In both handlers, you can see that we filter using the DataFormats enum. We only want to accept objects of type DataFormats.FileDrop. This gives us the objects that are files being dragged from a folder, or equivalent system objects.

The first handler, DragEnter, simply sets the DragDropEffects which will change the the mouse cursor appropriately, indicating that files can be dropped here.

Incidentally, for purposes of user direction, I added a label on top of the list view, which instructs users to "Drag and Drop files here to repair". This label is also given the same two event handlers described above. The label will "disappear" when files are added, and reappear when the file list is cleared.

The next piece of code needed was something to determine (as accurately as possible) whether or not the file is plain ASCII text or binary.

Note: By definition, all files stored on a computer are stored in binary format. What we are seeking to determine is whether or not the file stored is one containing "text" or "ASCII", and not binary data such as an image or otherwise non-textual files. After much research on other projects, I have yet to find a method that is 100% accurate, but the method described below is quite accurate. It requires that the characters in the file all fall within the UTF-8 character set.

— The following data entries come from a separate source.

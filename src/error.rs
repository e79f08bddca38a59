//! 错误类型

use std::fmt;
use thiserror::Error;

/// 组装视频记录时失败的步骤
#[derive(Debug, Clone, Copy, PartialEq, Eq)]
pub enum Stage {
    VideoDetail,
    UploaderId,
    UploaderDetail,
}

impl fmt::Display for Stage {
    fn fmt(&self, f: &mut fmt::Formatter<'_>) -> fmt::Result {
        let name = match self {
            Stage::VideoDetail => "video detail",
            Stage::UploaderId => "uploader id",
            Stage::UploaderDetail => "uploader detail",
        };
        f.write_str(name)
    }
}

#[derive(Error, Debug)]
pub enum BiliError {
    /// 传输层失败或超时，调用方可直接重试
    #[error("network error: {0}")]
    Network(#[from] reqwest::Error),

    /// 响应体 code 非 0（包括签名被拒）
    #[error("platform returned code {code}: {message}")]
    Protocol { code: i64, message: String },

    #[error("missing field: {0}")]
    MissingField(String),

    #[error("failed to assemble {bvid} at {stage}: {source}")]
    Assembly {
        bvid: String,
        stage: Stage,
        #[source]
        source: Box<BiliError>,
    },
}

impl BiliError {
    pub fn missing(field: impl Into<String>) -> Self {
        BiliError::MissingField(field.into())
    }

    pub fn assembly(bvid: &str, stage: Stage, source: BiliError) -> Self {
        BiliError::Assembly {
            bvid: bvid.to_string(),
            stage,
            source: Box::new(source),
        }
    }

    /// 网络错误可直接重试，协议错误需要在刷新密钥后重试
    pub fn is_retryable(&self) -> bool {
        match self {
            BiliError::Network(_) | BiliError::Protocol { .. } => true,
            BiliError::MissingField(_) => false,
            BiliError::Assembly { source, .. } => source.is_retryable(),
        }
    }
}

pub type Result<T> = std::result::Result<T, BiliError>;

/// 播放量预测服务错误
#[derive(Error, Debug)]
pub enum PredictionError {
    #[error("prediction service unreachable: {0}")]
    Network(#[from] reqwest::Error),

    #[error("prediction service returned status {status}: {body}")]
    Status { status: u16, body: String },

    #[error("prediction service error: {0}")]
    Service(String),

    #[error("invalid video reference: {0}")]
    InvalidVideo(String),
}
//! B站接口客户端

use crate::credential::{Clock, KeySource, SignatureCache, SystemClock, WbiKeys};
use crate::error::{BiliError, Result};
use crate::wbi;
use async_trait::async_trait;
use parking_lot::RwLock;
use reqwest::Client;
use serde::Serialize;
use serde_json::Value;
use std::collections::BTreeMap;
use std::sync::Arc;
use std::time::Duration;
use tokio::time::sleep;
use tracing::{debug, warn};

pub const BILIBILI_API_HOST: &str = "https://api.bilibili.com";
const USER_AGENT: &str = "Mozilla/5.0 (Windows NT 10.0; Win64; x64) AppleWebKit/537.36 (KHTML, like Gecko) Chrome/120.0.0.0 Safari/537.36";
const REFERER: &str = "https://www.bilibili.com/";
const ORIGIN: &str = "https://www.bilibili.com";

/// 单次请求超时
pub const REQUEST_TIMEOUT: Duration = Duration::from_secs(10);
/// 每次请求前的固定延迟，避免触发风控
pub const REQUEST_DELAY: Duration = Duration::from_secs(1);

const NAV_PATH: &str = "/x/web-interface/nav";
const VIDEO_VIEW_PATH: &str = "/x/web-interface/wbi/view";
const CARD_PATH: &str = "/x/web-interface/card";

/// `wbi/view` 返回的 `data`
pub type RawVideoPayload = Value;
/// `card` 返回的 `data`
pub type RawUploaderPayload = Value;

#[derive(Debug, Clone)]
pub struct ClientConfig {
    pub api_host: String,
    pub timeout: Duration,
    pub request_delay: Duration,
}

impl Default for ClientConfig {
    fn default() -> Self {
        Self {
            api_host: BILIBILI_API_HOST.to_string(),
            timeout: REQUEST_TIMEOUT,
            request_delay: REQUEST_DELAY,
        }
    }
}

/// 拆开 `{code, data, message}` 响应，code 非 0 视为协议错误
pub fn unwrap_envelope(mut json: Value) -> Result<Value> {
    let code = json
        .get("code")
        .and_then(|v| v.as_i64())
        .ok_or_else(|| BiliError::missing("code"))?;

    if code != 0 {
        let message = json
            .get("message")
            .and_then(|v| v.as_str())
            .unwrap_or("未知错误")
            .to_string();
        return Err(BiliError::Protocol { code, message });
    }

    match json.get_mut("data").map(Value::take) {
        Some(data) if !data.is_null() => Ok(data),
        _ => Err(BiliError::missing("data")),
    }
}

/// 共享的 HTTP 层：浏览器伪装头、超时和 Cookie
pub struct BiliHttp {
    client: Client,
    config: ClientConfig,
    cookie: RwLock<Option<String>>,
}

impl BiliHttp {
    pub fn new(config: ClientConfig) -> Result<Self> {
        let client = Client::builder()
            .timeout(config.timeout)
            .connect_timeout(config.timeout)
            .user_agent(USER_AGENT)
            .build()?;

        Ok(Self {
            client,
            config,
            cookie: RwLock::new(None),
        })
    }

    pub fn set_cookie(&self, cookie: &str) {
        let cookie = cookie.trim();
        *self.cookie.write() = if cookie.is_empty() {
            None
        } else {
            Some(cookie.to_string())
        };
    }

    pub fn cookie(&self) -> Option<String> {
        self.cookie.read().clone()
    }

    async fn throttle(&self) {
        if !self.config.request_delay.is_zero() {
            sleep(self.config.request_delay).await;
        }
    }

    async fn get_data<Q: Serialize + ?Sized>(&self, path: &str, query: &Q) -> Result<Value> {
        let url = format!("{}{}", self.config.api_host, path);

        let mut request = self
            .client
            .get(&url)
            .query(query)
            .header("Referer", REFERER)
            .header("Origin", ORIGIN)
            .header("Accept", "application/json")
            .header("Accept-Language", "zh-CN,zh;q=0.9");

        if let Some(cookie) = self.cookie() {
            request = request.header("Cookie", cookie);
        }

        debug!("[bili] GET {}", url);
        let response = request.send().await?;
        // 风控时平台会返回非 2xx 状态，但 body 里仍带有 code
        let status_error = response.error_for_status_ref().err();
        let body = response.bytes().await?;
        decode_response(&body, status_error)
    }
}

/// 解析响应体：能解析出 `code` 就按信封处理，否则再看 HTTP 状态
fn decode_response(body: &[u8], status_error: Option<reqwest::Error>) -> Result<Value> {
    match serde_json::from_slice::<Value>(body) {
        Ok(json) if json.get("code").is_some() => unwrap_envelope(json),
        parsed => match status_error {
            Some(e) => Err(e.into()),
            None => match parsed {
                Ok(json) => unwrap_envelope(json),
                Err(e) => Err(BiliError::missing(format!("json body ({})", e))),
            },
        },
    }
}

/// nav 响应缺少密钥字段时按协议错误处理
fn nav_field_error(error: BiliError) -> BiliError {
    match error {
        BiliError::MissingField(field) => BiliError::Protocol {
            code: 0,
            message: format!("nav response missing {}", field),
        },
        other => other,
    }
}

fn parse_wbi_keys(data: &Value) -> Result<WbiKeys> {
    let wbi_img = data
        .get("wbi_img")
        .ok_or_else(|| BiliError::missing("wbi_img"))?;
    let img_url = wbi_img
        .get("img_url")
        .and_then(|v| v.as_str())
        .ok_or_else(|| BiliError::missing("wbi_img.img_url"))?;
    let sub_url = wbi_img
        .get("sub_url")
        .and_then(|v| v.as_str())
        .ok_or_else(|| BiliError::missing("wbi_img.sub_url"))?;
    WbiKeys::from_urls(img_url, sub_url)
}

#[async_trait]
impl KeySource for BiliHttp {
    async fn fetch_wbi_keys(&self) -> Result<WbiKeys> {
        let data = self
            .get_data(NAV_PATH, &[] as &[(&str, &str)])
            .await
            .map_err(nav_field_error)?;
        parse_wbi_keys(&data).map_err(nav_field_error)
    }
}

/// 平台客户端：只负责带签名/不带签名的请求，不做字段映射
pub struct PlatformClient<C = SystemClock> {
    http: Arc<BiliHttp>,
    signatures: SignatureCache<Arc<BiliHttp>, C>,
}

impl PlatformClient {
    pub fn new(config: ClientConfig) -> Result<Self> {
        Self::with_clock(config, SystemClock)
    }
}

impl<C: Clock> PlatformClient<C> {
    /// 使用指定时钟，密钥有效期和签名时间戳都以它为准
    pub fn with_clock(config: ClientConfig, clock: C) -> Result<Self> {
        let http = Arc::new(BiliHttp::new(config)?);
        let signatures = SignatureCache::with_clock(Arc::clone(&http), clock);
        Ok(Self { http, signatures })
    }

    /// 更新后续所有请求使用的 Cookie，空串表示清除
    pub fn set_credential_cookie(&self, cookie: &str) {
        self.http.set_cookie(cookie);
    }

    pub fn cookie(&self) -> Option<String> {
        self.http.cookie()
    }

    pub fn signatures(&self) -> &SignatureCache<Arc<BiliHttp>, C> {
        &self.signatures
    }

    /// 获取视频详情（WBI 签名）
    pub async fn fetch_video_detail(&self, bvid: &str) -> Result<RawVideoPayload> {
        let credential = self.signatures.get_credential().await?;

        let mut params = BTreeMap::new();
        params.insert("bvid".to_string(), bvid.to_string());
        let params = wbi::signed_params(
            params,
            self.signatures.now().timestamp(),
            &credential.img_key,
            &credential.sub_key,
        );

        self.http.throttle().await;
        self.http
            .get_data(VIDEO_VIEW_PATH, &params)
            .await
            .inspect_err(|e| warn!("[bili] video detail failed for {}: {}", bvid, e))
    }

    /// 获取UP主名片信息（无需签名）
    pub async fn fetch_uploader_detail(&self, mid: &str) -> Result<RawUploaderPayload> {
        self.http.throttle().await;
        self.http
            .get_data(CARD_PATH, &[("mid", mid)])
            .await
            .inspect_err(|e| warn!("[bili] uploader detail failed for mid={}: {}", mid, e))
    }
}

#[cfg(test)]
mod tests {
    use super::*;
    use serde_json::json;

    #[test]
    fn test_unwrap_envelope_ok() {
        let data = unwrap_envelope(json!({"code": 0, "data": {"title": "T"}})).unwrap();
        assert_eq!(data["title"], "T");
    }

    #[test]
    fn test_unwrap_envelope_non_zero_code() {
        let err = unwrap_envelope(json!({"code": -404, "message": "啥都木有"})).unwrap_err();
        match err {
            BiliError::Protocol { code, message } => {
                assert_eq!(code, -404);
                assert_eq!(message, "啥都木有");
            }
            other => panic!("unexpected error: {:?}", other),
        }
    }

    #[test]
    fn test_unwrap_envelope_missing_data() {
        assert!(matches!(
            unwrap_envelope(json!({"code": 0})),
            Err(BiliError::MissingField(f)) if f == "data"
        ));
        assert!(matches!(
            unwrap_envelope(json!({"code": 0, "data": null})),
            Err(BiliError::MissingField(_))
        ));
        assert!(matches!(
            unwrap_envelope(json!({"data": {}})),
            Err(BiliError::MissingField(f)) if f == "code"
        ));
    }

    #[test]
    fn test_decode_response_prefers_body_code() {
        let err = decode_response(br#"{"code":-412,"message":"request was banned"}"#, None)
            .unwrap_err();
        assert!(matches!(err, BiliError::Protocol { code: -412, .. }));

        let err = decode_response(b"<html>oops</html>", None).unwrap_err();
        assert!(matches!(err, BiliError::MissingField(_)));
    }

    #[test]
    fn test_nav_missing_field_is_protocol_error() {
        let err = parse_wbi_keys(&json!({"isLogin": false})).map_err(nav_field_error);
        assert!(matches!(err, Err(BiliError::Protocol { code: 0, ref message }) if message.contains("wbi_img")));

        let err = nav_field_error(BiliError::Protocol {
            code: -101,
            message: "账号未登录".to_string(),
        });
        assert!(matches!(err, BiliError::Protocol { code: -101, .. }));

        let keys = parse_wbi_keys(&json!({"wbi_img": {
            "img_url": "https://i0.hdslb.com/bfs/wbi/aaa.png",
            "sub_url": "https://i0.hdslb.com/bfs/wbi/bbb.png"
        }}))
        .unwrap();
        assert_eq!(keys.img_key, "aaa");
        assert_eq!(keys.sub_key, "bbb");
    }

    #[test]
    fn test_cookie_is_replaced_and_cleared() {
        let client = PlatformClient::new(ClientConfig::default()).unwrap();
        assert_eq!(client.cookie(), None);
        client.set_credential_cookie("SESSDATA=abc; bili_jct=def");
        assert_eq!(client.cookie().as_deref(), Some("SESSDATA=abc; bili_jct=def"));
        client.set_credential_cookie("  ");
        assert_eq!(client.cookie(), None);
    }
}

On to the code. This method, VerifyAscii(string Buffer) will take the input buffer, and, using C#'s Regular Expression matching, will search the file in blocks, to find whether or not all of the characters within these blocks are ASCII compliant. Note that the RegEx is set to \xFF which can be changed to \x80 for the 7-bit ASCII set.

private bool VerifyAscii(string Buffer)
{
    // Create Regex for matching only the Ascii Table
    System.Text.RegularExpressions.Regex R = 
            new System.Text.RegularExpressions.Regex("[\x00-\xFF]");
    // The Size of the block that we want to analyze
    // Done this way for performance
    // Much overhead (depending on size of file) to Regex the whole thing
    int BlockSize = 10;
    // Our Iteration variables
    int Start;
    int Len;
    string Block;
    System.Text.RegularExpressions.MatchCollection matchColl;
    // Iterate through our buffer
    for (int i=0;i<(Buffer.Length/BlockSize);i++)
    {
        // Starting Point for this iteration
        Start = (i*5);
        // Ternerary operator used to assign length of this block
        // we don't want to overshoot the end of the string buffer
        Len = (Start+BlockSize>Buffer.Length) ? (Buffer.Length-Start) : BlockSize;
        // Get our block from the buffer
        Block  = Buffer.Substring(Start,Len);
        // Run our Regex, and get our match collection
        matchColl = R.Matches(Block);
        // If our match count is less that the length of the string,
        // we know that we have characters outside of the ascii table
        if (matchColl.Count<Len)
        {
            // Return false, this buffer could not be
            // evaluated as Ascii Only
            return false;
        }
    }
    // No bad charaters were found, 
    // so all characters are within the ascii table
    // Return true
    return true;
}

What's Going On: For performance, the buffer is split into chunks. Doing a RegEx on a string that was the size of a typical system log file, for example, would take a long time, and it would be a lot of overhead. Doing this portion in small chunks allows for faster processing of the regular expression matching, as well as the re-creation of the string through each iteration.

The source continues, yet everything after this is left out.